Os debates entre os líderes da coligação e do Partido Socialista ficaram-se por uma desoladora ausência de seriedade política e não contribuíram para reduzir a previsível abstenção. Também as questões postas pelos  jornalistas presentes e as opiniões que se seguiram pelos comentadores do costume, mais focados na forma do que no conteúdo, não ajudaram muito ao esclarecimento dos portugueses sobre as grandes questões nacionais. Questões como a reforma do sistema político, as causas e as soluções da estagnação económica e do emprego, ou o combate à pobreza, estiveram assustadoramente ausentes dos debates. Outras questões, como a da Segurança Social, (S.S. ) foram tratadas como um combate de boxe e não como problemas a resolver na próxima legislatura.

A questão da Segurança Social, pela sua importância e pelo facto de ser uma questão passível de ser facilmente quantificável, logo tratada com rigor, foi aquela onde foi mais visível a impreparação dos dois líderes para as tarefas da governação, já que a mentira ou a meia verdade não deveriam ser atributos do debate público e de futuros governantes. Por exemplo, não é possível discutir seriamente a questão da S.S. sem separar os diferente regimes   e quantificar as suas diferentes realidades, porque cada realidade comporta diferentes soluções.

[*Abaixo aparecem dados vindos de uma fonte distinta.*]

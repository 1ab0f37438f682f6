use crate::error::{ApiError, ApiResult};
use schemars::JsonSchema;
use serde::{Deserialize, Serialize};
use std::fmt;
use std::str::FromStr;

/// Member or type visibility. Read from and written as the textual form
/// (`"protected internal"`), see the [`FromStr`] impl.
#[derive(Serialize, Deserialize, Debug, Clone, Copy, Default, PartialEq, Eq, Hash, JsonSchema)]
#[serde(try_from = "String", into = "String")]
pub enum ApiVisibility {
    #[default]
    Unknown,
    Public,
    Protected,
    Private,
    Internal,
    ProtectedInternal,
    PrivateProtected,
}

impl ApiVisibility {
    pub fn as_str(&self) -> &'static str {
        match self {
            ApiVisibility::Unknown => "",
            ApiVisibility::Public => "public",
            ApiVisibility::Protected => "protected",
            ApiVisibility::Private => "private",
            ApiVisibility::Internal => "internal",
            ApiVisibility::ProtectedInternal => "protected internal",
            ApiVisibility::PrivateProtected => "private protected",
        }
    }
}

impl fmt::Display for ApiVisibility {
    fn fmt(&self, f: &mut fmt::Formatter<'_>) -> fmt::Result {
        f.write_str(self.as_str())
    }
}

/// Parses the textual visibility used by API descriptions.
///
/// Comparison is case-insensitive. Two-word visibilities are accepted in
/// either order (`"internal protected"` is the same as `"protected internal"`).
/// An empty string is `Unknown`.
impl FromStr for ApiVisibility {
    type Err = ApiError;

    fn from_str(s: &str) -> ApiResult<Self> {
        let v = s.trim().to_ascii_lowercase();
        if v.is_empty() {
            return Ok(ApiVisibility::Unknown);
        }

        match v.as_str() {
            "public" => return Ok(ApiVisibility::Public),
            "protected" => return Ok(ApiVisibility::Protected),
            "private" => return Ok(ApiVisibility::Private),
            "internal" => return Ok(ApiVisibility::Internal),
            _ => {}
        }

        let parts: Vec<&str> = v.split_whitespace().collect();
        match parts.as_slice() {
            ["protected", "internal"] | ["internal", "protected"] => {
                Ok(ApiVisibility::ProtectedInternal)
            }
            ["private", "protected"] | ["protected", "private"] => {
                Ok(ApiVisibility::PrivateProtected)
            }
            _ => Err(ApiError::InvalidVisibility(s.to_string())),
        }
    }
}

impl TryFrom<String> for ApiVisibility {
    type Error = ApiError;

    fn try_from(value: String) -> ApiResult<Self> {
        value.parse()
    }
}

impl From<ApiVisibility> for String {
    fn from(visibility: ApiVisibility) -> Self {
        visibility.as_str().to_string()
    }
}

Por exemplo, o dinheiro recebido dos trabalhadores e das empresas, regime contributivo, não pode ser tratado como um saco azul do Estado, trata-se de dinheiro dos trabalhadores a ser usado para garantir as suas reformas e deve ser uma questão quantificada de forma autónoma. Por sua vez o regime não contributivo, dos trabalhadores que não descontaram para o sistema, foi uma decisão do poder político, com que é fácil concordar, mas que, como tal, deve ser tratada unicamente ao nível do Orçamento do Estado, sem mais confusões. Finalmente, temos a questão dos fundos de pensões que funcionavam, e bem, fora do poder do Estado, constituídos por dinheiro dos trabalhadores que os governos foram autoritariamente buscar para gastar como quiseram, ficando o Estado com a responsabilidade de suportar as reformas desses trabalhadores. Assim, trata-se de dinheiro que foi indevidamente aplicado em compromissos assumidos pelos governos, logo os custos futuros só podem ser suportados pelo Orçamento do Estado, já que não é praticável que isso seja pago, como deveria ser, por quem criou o problema.

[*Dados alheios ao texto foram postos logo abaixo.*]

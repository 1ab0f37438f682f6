use super::BuildContext;
use crate::error::Result;
use crate::model::{ElementId, ElementKind};

impl BuildContext<'_> {
    /// Resolves the collected base type names of every type, then drops the
    /// `Implements` records they came from.
    pub(super) fn resolve_base_types(&mut self) -> Result<()> {
        for id in self.hierarchy.objects() {
            self.resolve_object(id)?;
        }

        let implements: Vec<ElementId> = self
            .hierarchy
            .walk_all()
            .into_iter()
            .filter(|id| self.hierarchy[*id].kind() == ElementKind::Implements)
            .collect();
        for id in implements {
            if let Some(parent) = self.hierarchy[id].parent().element() {
                self.hierarchy.remove_member(parent, id);
            }
        }
        Ok(())
    }

    fn resolve_object(&mut self, id: ElementId) -> Result<()> {
        let element = &self.hierarchy[id];
        let Some(obj) = element.object() else {
            return Ok(());
        };
        if obj.do_not_add_base_types || obj.base_types.is_some() {
            return Ok(());
        }

        let mut resolved = Vec::with_capacity(obj.base_type_names.len());
        for name in &obj.base_type_names {
            let base = self.index.lookup(name, Some(ElementKind::Interface), Some(element))?;
            if base != id && !resolved.contains(&base) {
                resolved.push(base);
            }
        }

        if resolved.is_empty() {
            let (default, hint) = match element.kind() {
                ElementKind::Interface => (&self.config.base_interface, ElementKind::Interface),
                _ => (&self.config.root_object_type, ElementKind::Class),
            };
            let base = self.index.lookup(default, Some(hint), Some(element))?;
            if base != id {
                resolved.push(base);
            }
        }

        tracing::trace!("{} resolved {} base types", element.full_name, resolved.len());
        if let Some(obj) = self.hierarchy[id].object_mut() {
            obj.base_types = Some(resolved);
        }
        Ok(())
    }
}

Tratar tudo em conjunto, como uma única realidade, é uma desonestidade que serve apenas a confusão instalada e aumenta a dificuldade de tratar o assunto da S.S. com seriedade, competência e justiça e introduz a falácia de que os governos podem decidir de acordo com os seus interesses, forçosamente transitórios, as responsabilidades de longo prazo assumidas para com os diversos sectores da sociedade. Fazer como o Governo, que ainda recentemente decidiu que um sector económico, o do leite, pode não descontar para a S.S., ou como proposto pelo PS, que no seu programa pretende usar o dinheiro dos trabalhadores para reconstruir o centro das cidades – cidades que foram vergonhosamente abandonadas pelos governos anteriores a favor da corrupção originada pela valorização dos terrenos das periferias –  são desonestidades políticas puras e duras, que os portugueses não podem continuar a aceitar.

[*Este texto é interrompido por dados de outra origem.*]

use super::attributes::CustomAttribute;
use super::kind::ElementKind;
use bindscope_api::{
    ApiException, ApiField, ApiGenericConstraint, ApiImplements, ApiMethod, ApiMethodParameter,
    ApiNamespace, ApiTypeParameter, ApiVisibility, Deprecation, SourceLocation,
};
use std::collections::BTreeMap;
use std::fmt;

/// Stable handle of an element inside its [`super::Hierarchy`] arena.
#[derive(Debug, Clone, Copy, PartialEq, Eq, Hash, PartialOrd, Ord)]
pub struct ElementId(u32);

impl ElementId {
    pub(crate) fn new(index: usize) -> Self {
        Self(index as u32)
    }

    pub fn index(self) -> usize {
        self.0 as usize
    }
}

impl fmt::Display for ElementId {
    fn fmt(&self, f: &mut fmt::Formatter<'_>) -> fmt::Result {
        write!(f, "#{}", self.0)
    }
}

/// Owner of an element.
#[derive(Debug, Clone, Copy, PartialEq, Eq, Default)]
pub enum Parent {
    /// Top level of the hierarchy (namespaces and not-yet-nested enums).
    #[default]
    Root,
    Element(ElementId),
    /// Removed from the tree (consumed `Implements` records).
    Detached,
}

impl Parent {
    pub fn element(self) -> Option<ElementId> {
        match self {
            Parent::Element(id) => Some(id),
            _ => None,
        }
    }
}

impl From<ElementId> for Parent {
    fn from(id: ElementId) -> Self {
        Parent::Element(id)
    }
}

/// Type-level data shared by classes, interfaces, invokers and enums.
#[derive(Debug, Clone, Default, PartialEq)]
pub struct ObjectData {
    pub is_abstract: bool,
    pub is_static: bool,
    pub is_final: bool,
    pub visibility: ApiVisibility,
    /// Unresolved base type names in declaration order (`extends` first).
    pub base_type_names: Vec<String>,
    /// Filled by base type resolution.
    pub base_types: Option<Vec<ElementId>>,
    pub do_not_add_base_types: bool,
    pub invoker: Option<ElementId>,
    pub invoker_not_needed: bool,
    /// Set on invokers only.
    pub invoked_interface: Option<ElementId>,
}

#[derive(Debug, Clone, PartialEq)]
pub enum ElementData {
    Namespace(ApiNamespace),
    Object(ObjectData),
    Field(ApiField),
    Method(ApiMethod),
    TypeParameter(ApiTypeParameter),
    Constraint(ApiGenericConstraint),
    MethodParameter(ApiMethodParameter),
    Exception(ApiException),
    Implements(ApiImplements),
}

#[derive(Debug, Clone)]
pub struct Element {
    pub(crate) id: ElementId,
    pub(crate) kind: ElementKind,
    pub name: String,
    pub full_name: String,
    pub managed_name: Option<String>,
    pub full_managed_name: Option<String>,
    /// Managed name given by the API record, used verbatim.
    pub managed_name_override: Option<String>,
    pub name_generic_aware: Option<String>,
    pub jni_signature: Option<String>,
    pub location: SourceLocation,
    pub deprecation: Deprecation,
    pub api_since: Option<String>,
    pub api_until: Option<String>,
    pub comments: Vec<String>,
    pub(crate) custom_attributes: Vec<CustomAttribute>,
    pub unprocessed_attributes: BTreeMap<String, String>,
    pub ignore_for_code_generation: bool,
    /// Created from an API record rather than synthesized.
    pub is_bound_api: bool,
    pub use_global: bool,
    pub data: ElementData,
    pub(crate) parent: Parent,
    pub(crate) members: Vec<ElementId>,
}

impl Element {
    pub(crate) fn new(id: ElementId, kind: ElementKind, name: String, data: ElementData) -> Self {
        Self {
            id,
            kind,
            full_name: name.clone(),
            name,
            managed_name: None,
            full_managed_name: None,
            managed_name_override: None,
            name_generic_aware: None,
            jni_signature: None,
            location: SourceLocation::default(),
            deprecation: Deprecation::default(),
            api_since: None,
            api_until: None,
            comments: Vec::new(),
            custom_attributes: Vec::new(),
            unprocessed_attributes: BTreeMap::new(),
            ignore_for_code_generation: false,
            is_bound_api: false,
            use_global: false,
            data,
            parent: Parent::Root,
            members: Vec::new(),
        }
    }

    pub fn id(&self) -> ElementId {
        self.id
    }

    pub fn kind(&self) -> ElementKind {
        self.kind
    }

    pub fn parent(&self) -> Parent {
        self.parent
    }

    pub fn members(&self) -> &[ElementId] {
        &self.members
    }

    pub fn custom_attributes(&self) -> &[CustomAttribute] {
        &self.custom_attributes
    }

    /// Adds `attribute` unless an equal one is already present.
    pub fn add_custom_attribute(&mut self, attribute: CustomAttribute) -> bool {
        if self.custom_attributes.contains(&attribute) {
            return false;
        }
        self.custom_attributes.push(attribute);
        true
    }

    pub fn add_comment(&mut self, comment: impl Into<String>) {
        self.comments.push(comment.into());
    }

    pub fn is_object(&self) -> bool {
        self.kind.is_object()
    }

    pub fn object(&self) -> Option<&ObjectData> {
        match &self.data {
            ElementData::Object(o) => Some(o),
            _ => None,
        }
    }

    pub fn object_mut(&mut self) -> Option<&mut ObjectData> {
        match &mut self.data {
            ElementData::Object(o) => Some(o),
            _ => None,
        }
    }

    /// Resolved base types; empty before resolution.
    pub fn base_types(&self) -> &[ElementId] {
        self.object()
            .and_then(|o| o.base_types.as_deref())
            .unwrap_or(&[])
    }

    pub fn managed_name_str(&self) -> &str {
        self.managed_name.as_deref().unwrap_or("")
    }

    pub fn full_managed_name_str(&self) -> &str {
        self.full_managed_name.as_deref().unwrap_or("")
    }

    /// Full name and location, used to give lookup failures some context.
    pub fn describe(&self) -> String {
        if self.location.is_known() {
            format!("{} at {}", self.full_name, self.location)
        } else {
            self.full_name.clone()
        }
    }
}

impl fmt::Display for Element {
    fn fmt(&self, f: &mut fmt::Formatter<'_>) -> fmt::Result {
        write!(f, "{} {}", self.kind.label(), self.full_name)
    }
}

Neste tempo de crise que enganadoramente se pretende ultrapassada, os portugueses têm o direito a exigir dos partidos políticos seriedade, informação correcta da realidade portuguesa e uma previsão competente e honesta sobre o seu futuro. Os portugueses não podem continuar a ser vergonhosamente enganados em cada ciclo político, com o resultado visível da descrença, da revolta e do afastamento crescente dos cidadãos da política e, receio bem, da democracia. A abstenção, hipocritamente combatida por palavras sem conteúdo, aí estará no próximo dia 4 de Outubro para o demonstrar.